__What to do__. Only one stretch of the data below should be repeated: the lines from the line containing "OTLP endpoint, e.g." through the line containing "JsonSchema, PartialEq, Eq)]", inclusive, exactly as they are.

__Dataset content__.
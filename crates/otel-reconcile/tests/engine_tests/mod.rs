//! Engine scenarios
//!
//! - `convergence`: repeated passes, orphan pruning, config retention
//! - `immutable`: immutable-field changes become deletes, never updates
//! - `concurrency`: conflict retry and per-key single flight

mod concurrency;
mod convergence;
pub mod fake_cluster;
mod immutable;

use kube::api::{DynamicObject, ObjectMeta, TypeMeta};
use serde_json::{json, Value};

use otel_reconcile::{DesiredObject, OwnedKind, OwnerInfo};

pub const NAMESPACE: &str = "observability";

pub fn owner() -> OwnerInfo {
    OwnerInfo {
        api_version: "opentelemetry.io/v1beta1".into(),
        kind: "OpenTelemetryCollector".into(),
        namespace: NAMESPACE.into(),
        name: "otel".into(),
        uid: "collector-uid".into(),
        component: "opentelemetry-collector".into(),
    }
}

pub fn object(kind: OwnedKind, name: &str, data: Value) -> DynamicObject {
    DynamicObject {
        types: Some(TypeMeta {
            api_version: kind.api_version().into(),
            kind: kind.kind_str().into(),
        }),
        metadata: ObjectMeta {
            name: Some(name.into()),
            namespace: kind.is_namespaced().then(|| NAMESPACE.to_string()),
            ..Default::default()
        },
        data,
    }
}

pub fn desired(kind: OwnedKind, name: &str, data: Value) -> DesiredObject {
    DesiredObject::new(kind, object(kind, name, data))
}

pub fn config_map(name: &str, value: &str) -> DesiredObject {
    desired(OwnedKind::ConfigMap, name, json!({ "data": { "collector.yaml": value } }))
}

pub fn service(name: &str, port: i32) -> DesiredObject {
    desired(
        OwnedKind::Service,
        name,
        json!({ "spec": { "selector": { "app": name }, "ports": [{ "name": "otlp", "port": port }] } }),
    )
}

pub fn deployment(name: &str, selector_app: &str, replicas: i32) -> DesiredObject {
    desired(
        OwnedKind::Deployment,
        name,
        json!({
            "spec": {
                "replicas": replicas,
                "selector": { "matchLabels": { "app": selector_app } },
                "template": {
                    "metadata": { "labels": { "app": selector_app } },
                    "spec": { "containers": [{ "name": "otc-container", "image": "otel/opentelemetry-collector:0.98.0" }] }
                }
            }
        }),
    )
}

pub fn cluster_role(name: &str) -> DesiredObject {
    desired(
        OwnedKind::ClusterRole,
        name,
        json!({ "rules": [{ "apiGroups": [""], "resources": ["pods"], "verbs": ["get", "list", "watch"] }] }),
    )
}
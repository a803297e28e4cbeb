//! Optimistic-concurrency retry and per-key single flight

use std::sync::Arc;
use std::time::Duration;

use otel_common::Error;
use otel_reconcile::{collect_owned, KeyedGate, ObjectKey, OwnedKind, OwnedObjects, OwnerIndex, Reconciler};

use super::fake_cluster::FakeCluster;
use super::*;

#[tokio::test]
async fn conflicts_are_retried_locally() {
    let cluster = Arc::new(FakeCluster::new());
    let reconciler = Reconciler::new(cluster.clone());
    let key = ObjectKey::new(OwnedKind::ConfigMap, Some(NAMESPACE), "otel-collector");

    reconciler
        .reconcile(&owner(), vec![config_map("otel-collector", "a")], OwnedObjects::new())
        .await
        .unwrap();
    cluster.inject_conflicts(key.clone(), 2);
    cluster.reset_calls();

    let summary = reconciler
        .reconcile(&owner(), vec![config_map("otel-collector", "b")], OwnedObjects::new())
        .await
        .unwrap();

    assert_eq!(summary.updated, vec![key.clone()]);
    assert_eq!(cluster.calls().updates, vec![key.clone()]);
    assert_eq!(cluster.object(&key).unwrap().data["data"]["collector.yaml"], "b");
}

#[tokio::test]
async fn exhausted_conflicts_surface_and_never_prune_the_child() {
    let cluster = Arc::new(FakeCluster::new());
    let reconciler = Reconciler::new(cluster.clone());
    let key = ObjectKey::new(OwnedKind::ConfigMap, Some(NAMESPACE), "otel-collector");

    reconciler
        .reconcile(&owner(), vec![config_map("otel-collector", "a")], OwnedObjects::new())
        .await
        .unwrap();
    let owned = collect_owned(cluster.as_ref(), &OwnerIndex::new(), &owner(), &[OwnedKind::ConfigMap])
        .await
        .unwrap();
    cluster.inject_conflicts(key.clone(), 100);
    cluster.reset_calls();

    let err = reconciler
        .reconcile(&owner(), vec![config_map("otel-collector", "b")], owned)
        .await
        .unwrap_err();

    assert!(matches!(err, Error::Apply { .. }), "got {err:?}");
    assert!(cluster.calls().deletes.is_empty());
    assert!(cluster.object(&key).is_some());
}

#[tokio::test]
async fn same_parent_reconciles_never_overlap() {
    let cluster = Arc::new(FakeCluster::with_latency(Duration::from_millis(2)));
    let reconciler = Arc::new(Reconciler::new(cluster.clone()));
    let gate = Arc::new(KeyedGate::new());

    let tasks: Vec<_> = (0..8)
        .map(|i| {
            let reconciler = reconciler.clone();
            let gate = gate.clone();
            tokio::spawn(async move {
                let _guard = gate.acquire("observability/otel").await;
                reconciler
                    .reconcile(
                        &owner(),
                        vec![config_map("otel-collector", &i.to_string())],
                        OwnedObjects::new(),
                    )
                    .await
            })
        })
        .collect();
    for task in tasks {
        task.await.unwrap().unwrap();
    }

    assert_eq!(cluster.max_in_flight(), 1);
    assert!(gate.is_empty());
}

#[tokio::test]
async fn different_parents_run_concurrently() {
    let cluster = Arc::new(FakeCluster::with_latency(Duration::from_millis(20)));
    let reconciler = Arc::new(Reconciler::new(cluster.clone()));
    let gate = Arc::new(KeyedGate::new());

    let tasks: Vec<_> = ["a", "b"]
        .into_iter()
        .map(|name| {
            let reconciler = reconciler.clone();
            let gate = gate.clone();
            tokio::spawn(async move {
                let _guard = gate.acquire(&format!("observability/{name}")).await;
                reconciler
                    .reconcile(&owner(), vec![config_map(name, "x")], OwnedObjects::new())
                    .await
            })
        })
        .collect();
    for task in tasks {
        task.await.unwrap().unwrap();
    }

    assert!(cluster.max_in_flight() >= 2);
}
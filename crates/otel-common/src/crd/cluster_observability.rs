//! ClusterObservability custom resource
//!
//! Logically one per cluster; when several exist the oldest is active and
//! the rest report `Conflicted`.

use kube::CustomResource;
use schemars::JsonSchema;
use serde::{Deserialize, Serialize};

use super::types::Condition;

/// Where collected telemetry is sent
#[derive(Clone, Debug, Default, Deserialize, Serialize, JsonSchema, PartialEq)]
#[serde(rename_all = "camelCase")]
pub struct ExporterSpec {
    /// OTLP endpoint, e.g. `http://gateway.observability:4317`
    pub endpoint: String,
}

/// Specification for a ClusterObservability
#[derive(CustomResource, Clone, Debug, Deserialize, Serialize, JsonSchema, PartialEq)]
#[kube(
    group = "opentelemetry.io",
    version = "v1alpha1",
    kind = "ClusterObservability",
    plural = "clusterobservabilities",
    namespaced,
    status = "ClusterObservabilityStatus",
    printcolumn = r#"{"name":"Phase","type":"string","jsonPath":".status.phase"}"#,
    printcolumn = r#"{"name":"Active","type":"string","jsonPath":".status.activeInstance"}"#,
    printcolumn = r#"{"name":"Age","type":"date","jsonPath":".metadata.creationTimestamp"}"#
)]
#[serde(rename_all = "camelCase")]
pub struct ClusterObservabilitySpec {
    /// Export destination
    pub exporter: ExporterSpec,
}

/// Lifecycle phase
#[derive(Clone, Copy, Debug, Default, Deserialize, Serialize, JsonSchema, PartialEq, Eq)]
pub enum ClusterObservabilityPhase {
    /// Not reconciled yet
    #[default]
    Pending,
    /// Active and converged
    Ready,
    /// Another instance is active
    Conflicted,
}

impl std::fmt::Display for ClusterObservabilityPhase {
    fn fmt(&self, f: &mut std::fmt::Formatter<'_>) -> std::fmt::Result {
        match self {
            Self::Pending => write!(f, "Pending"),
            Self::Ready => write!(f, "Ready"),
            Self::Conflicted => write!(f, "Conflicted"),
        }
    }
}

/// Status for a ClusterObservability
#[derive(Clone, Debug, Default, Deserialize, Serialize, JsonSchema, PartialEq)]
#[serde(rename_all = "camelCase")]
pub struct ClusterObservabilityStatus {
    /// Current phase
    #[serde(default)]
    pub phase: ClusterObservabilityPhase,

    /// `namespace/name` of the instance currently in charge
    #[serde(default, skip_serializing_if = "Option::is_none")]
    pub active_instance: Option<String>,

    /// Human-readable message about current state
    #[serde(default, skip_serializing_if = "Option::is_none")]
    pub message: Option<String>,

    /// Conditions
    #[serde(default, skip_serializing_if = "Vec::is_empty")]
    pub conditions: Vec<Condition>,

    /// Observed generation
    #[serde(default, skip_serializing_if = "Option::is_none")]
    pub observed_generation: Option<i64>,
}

__Response box__.
    /// OTLP endpoint, e.g. `http://gateway.observability:4317`
    pub endpoint: String,
}

/// Specification for a ClusterObservability
#[derive(CustomResource, Clone, Debug, Deserialize, Serialize, JsonSchema, PartialEq)]
#[kube(
    group = "opentelemetry.io",
    version = "v1alpha1",
    kind = "ClusterObservability",
    plural = "clusterobservabilities",
    namespaced,
    status = "ClusterObservabilityStatus",
    printcolumn = r#"{"name":"Phase","type":"string","jsonPath":".status.phase"}"#,
    printcolumn = r#"{"name":"Active","type":"string","jsonPath":".status.activeInstance"}"#,
    printcolumn = r#"{"name":"Age","type":"date","jsonPath":".metadata.creationTimestamp"}"#
)]
#[serde(rename_all = "camelCase")]
pub struct ClusterObservabilitySpec {
    /// Export destination
    pub exporter: ExporterSpec,
}

/// Lifecycle phase
#[derive(Clone, Copy, Debug, Default, Deserialize, Serialize, JsonSchema, PartialEq, Eq)]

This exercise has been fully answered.